Stored items from a collection
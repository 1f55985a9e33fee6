use std::{
    path::{Path, PathBuf},
    time::Duration,
};

use ctor::ctor;
use mdhost_core::testing::ScriptedCore;
use tracing::Level;
use tracing_subscriber::FmtSubscriber;

pub const TIMEOUT: Duration = Duration::from_secs(2);

/// `nop; nop; bra.s *-4`: spins through 0x200..0x204 forever.
pub const SPIN_LOOP: &[u16] = &[0x4E71, 0x4E71, 0x60FA];

#[ctor]
fn init_tracing() {
    let subscriber = FmtSubscriber::builder()
        .with_file(true)
        .with_line_number(true)
        .with_max_level(Level::DEBUG)
        .pretty()
        .finish();
    tracing::subscriber::set_global_default(subscriber).expect("Failed to set subscriber");
}

pub fn write_rom(dir: &Path, name: &str, words: &[u16]) -> PathBuf {
    let path = dir.join(name);
    std::fs::write(&path, ScriptedCore::rom_image(0x200, words)).expect("write rom image");
    path
}
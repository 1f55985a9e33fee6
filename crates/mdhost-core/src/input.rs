//! Three-button pad state as exchanged with remote clients.
//!
//! The bit layout is a fixed contract with clients and does not follow the
//! core's joypad numbering; [`InputState::from_joypad_id`] bridges the two.

use bitflags::bitflags;

/// Controller ports the host drives.
pub const MAX_PORTS: usize = 2;

bitflags! {
    #[derive(Debug, Clone, Copy, PartialEq, Eq, Hash, Default)]
    pub struct InputState: u32 {
        const UP = 1 << 0;
        const DOWN = 1 << 1;
        const LEFT = 1 << 2;
        const RIGHT = 1 << 3;
        const B = 1 << 4;
        const C = 1 << 5;
        const A = 1 << 6;
        const START = 1 << 7;
    }
}

// libretro RETRO_DEVICE_ID_JOYPAD_* numbering.
const JOYPAD_B: u32 = 0;
const JOYPAD_Y: u32 = 1;
const JOYPAD_START: u32 = 3;
const JOYPAD_UP: u32 = 4;
const JOYPAD_DOWN: u32 = 5;
const JOYPAD_LEFT: u32 = 6;
const JOYPAD_RIGHT: u32 = 7;
const JOYPAD_A: u32 = 8;

impl InputState {
    /// Pad button the core means by joypad id `id`, if any.
    ///
    /// The core lays the Mega Drive A/B/C buttons over the Y/B/A positions.
    pub fn from_joypad_id(id: u32) -> Option<Self> {
        Some(match id {
            JOYPAD_B => Self::B,
            JOYPAD_Y => Self::A,
            JOYPAD_A => Self::C,
            JOYPAD_START => Self::START,
            JOYPAD_UP => Self::UP,
            JOYPAD_DOWN => Self::DOWN,
            JOYPAD_LEFT => Self::LEFT,
            JOYPAD_RIGHT => Self::RIGHT,
            _ => return None,
        })
    }

    /// Whether the core's joypad button `id` is held in this state.
    #[inline]
    pub fn is_pressed(self, id: u32) -> bool {
        Self::from_joypad_id(id).is_some_and(|button| self.contains(button))
    }

    /// Rebuilds a pad state by querying every mapped joypad id.
    pub fn from_pressed(mut pressed: impl FnMut(u32) -> bool) -> Self {
        (0..16)
            .filter_map(|id| Self::from_joypad_id(id).filter(|_| pressed(id)))
            .fold(Self::empty(), |acc, button| acc | button)
    }
}

#[cfg(test)]
mod tests {
    use super::*;

    #[test]
    fn bit_layout_is_fixed() {
        assert_eq!(InputState::UP.bits(), 0x01);
        assert_eq!(InputState::B.bits(), 0x10);
        assert_eq!(InputState::C.bits(), 0x20);
        assert_eq!(InputState::A.bits(), 0x40);
        assert_eq!(InputState::START.bits(), 0x80);
    }

    #[test]
    fn joypad_ids_map_onto_pad_buttons() {
        let state = InputState::A | InputState::RIGHT;
        assert!(state.is_pressed(JOYPAD_Y));
        assert!(state.is_pressed(JOYPAD_RIGHT));
        assert!(!state.is_pressed(JOYPAD_A));
        assert!(!state.is_pressed(2)); // select has no pad button
    }

    #[test]
    fn from_pressed_inverts_is_pressed() {
        let state = InputState::B | InputState::C | InputState::START | InputState::DOWN;
        assert_eq!(InputState::from_pressed(|id| state.is_pressed(id)), state);
    }
}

_What you need to do_: A verbatim repeat of all the entries above is the required answer.

_Result_:
repository 1f55985a9e33fee6
use std::{
    path::{Path, PathBuf},
    time::Duration,
};

use ctor::ctor;
use mdhost_core::testing::ScriptedCore;
use tracing::Level;
use tracing_subscriber::FmtSubscriber;

pub const TIMEOUT: Duration = Duration::from_secs(2);

/// `nop; nop; bra.s *-4`: spins through 0x200..0x204 forever.
pub const SPIN_LOOP: &[u16] = &[0x4E71, 0x4E71, 0x60FA];

#[ctor]
fn init_tracing() {
    let subscriber = FmtSubscriber::builder()
        .with_file(true)
        .with_line_number(true)
        .with_max_level(Level::DEBUG)
        .pretty()
        .finish();
    tracing::subscriber::set_global_default(subscriber).expect("Failed to set subscriber");
}

pub fn write_rom(dir: &Path, name: &str, words: &[u16]) -> PathBuf {
    let path = dir.join(name);
    std::fs::write(&path, ScriptedCore::rom_image(0x200, words)).expect("write rom image");
    path
}
repository 1f55985a9e33fee6
filename crates/mdhost-core/src/input.rs
//! Three-button pad state as exchanged with remote clients.
//!
//! The bit layout is a fixed contract with clients and does not follow the
//! core's joypad numbering; [`InputState::from_joypad_id`] bridges the two.

use bitflags::bitflags;

/// Controller ports the host drives.
pub const MAX_PORTS: usize = 2;

bitflags! {
    #[derive(Debug, Clone, Copy, PartialEq, Eq, Hash, Default)]
    pub struct InputState: u32 {
        const UP = 1 << 0;
        const DOWN = 1 << 1;
        const LEFT = 1 << 2;
        const RIGHT = 1 << 3;
        const B = 1 << 4;
        const C = 1 << 5;
        const A = 1 << 6;
        const START = 1 << 7;
    }
}

// libretro RETRO_DEVICE_ID_JOYPAD_* numbering.
const JOYPAD_B: u32 = 0;
const JOYPAD_Y: u32 = 1;
const JOYPAD_START: u32 = 3;
const JOYPAD_UP: u32 = 4;
const JOYPAD_DOWN: u32 = 5;
const JOYPAD_LEFT: u32 = 6;
const JOYPAD_RIGHT: u32 = 7;
const JOYPAD_A: u32 = 8;

impl InputState {
    /// Pad button the core means by joypad id `id`, if any.
    ///
    /// The core lays the Mega Drive A/B/C buttons over the Y/B/A positions.
    pub fn from_joypad_id(id: u32) -> Option<Self> {
        Some(match id {
            JOYPAD_B => Self::B,
            JOYPAD_Y => Self::A,
            JOYPAD_A => Self::C,
            JOYPAD_START => Self::START,
            JOYPAD_UP => Self::UP,
            JOYPAD_DOWN => Self::DOWN,
            JOYPAD_LEFT => Self::LEFT,
            JOYPAD_RIGHT => Self::RIGHT,
            _ => return None,
        })
    }

    /// Whether the core's joypad button `id` is held in this state.
    #[inline]
    pub fn is_pressed(self, id: u32) -> bool {
        Self::from_joypad_id(id).is_some_and(|button| self.contains(button))
    }

    /// Rebuilds a pad state by querying every mapped joypad id.
    pub fn from_pressed(mut pressed: impl FnMut(u32) -> bool) -> Self {
        (0..16)
            .filter_map(|id| Self::from_joypad_id(id).filter(|_| pressed(id)))
            .fold(Self::empty(), |acc, button| acc | button)
    }
}

#[cfg(test)]
mod tests {
    use super::*;

    #[test]
    fn bit_layout_is_fixed() {
        assert_eq!(InputState::UP.bits(), 0x01);
        assert_eq!(InputState::B.bits(), 0x10);
        assert_eq!(InputState::C.bits(), 0x20);
        assert_eq!(InputState::A.bits(), 0x40);
        assert_eq!(InputState::START.bits(), 0x80);
    }

    #[test]
    fn joypad_ids_map_onto_pad_buttons() {
        let state = InputState::A | InputState::RIGHT;
        assert!(state.is_pressed(JOYPAD_Y));
        assert!(state.is_pressed(JOYPAD_RIGHT));
        assert!(!state.is_pressed(JOYPAD_A));
        assert!(!state.is_pressed(2)); // select has no pad button
    }

    #[test]
    fn from_pressed_inverts_is_pressed() {
        let state = InputState::B | InputState::C | InputState::START | InputState::DOWN;
        assert_eq!(InputState::from_pressed(|id| state.is_pressed(id)), state);
    }
}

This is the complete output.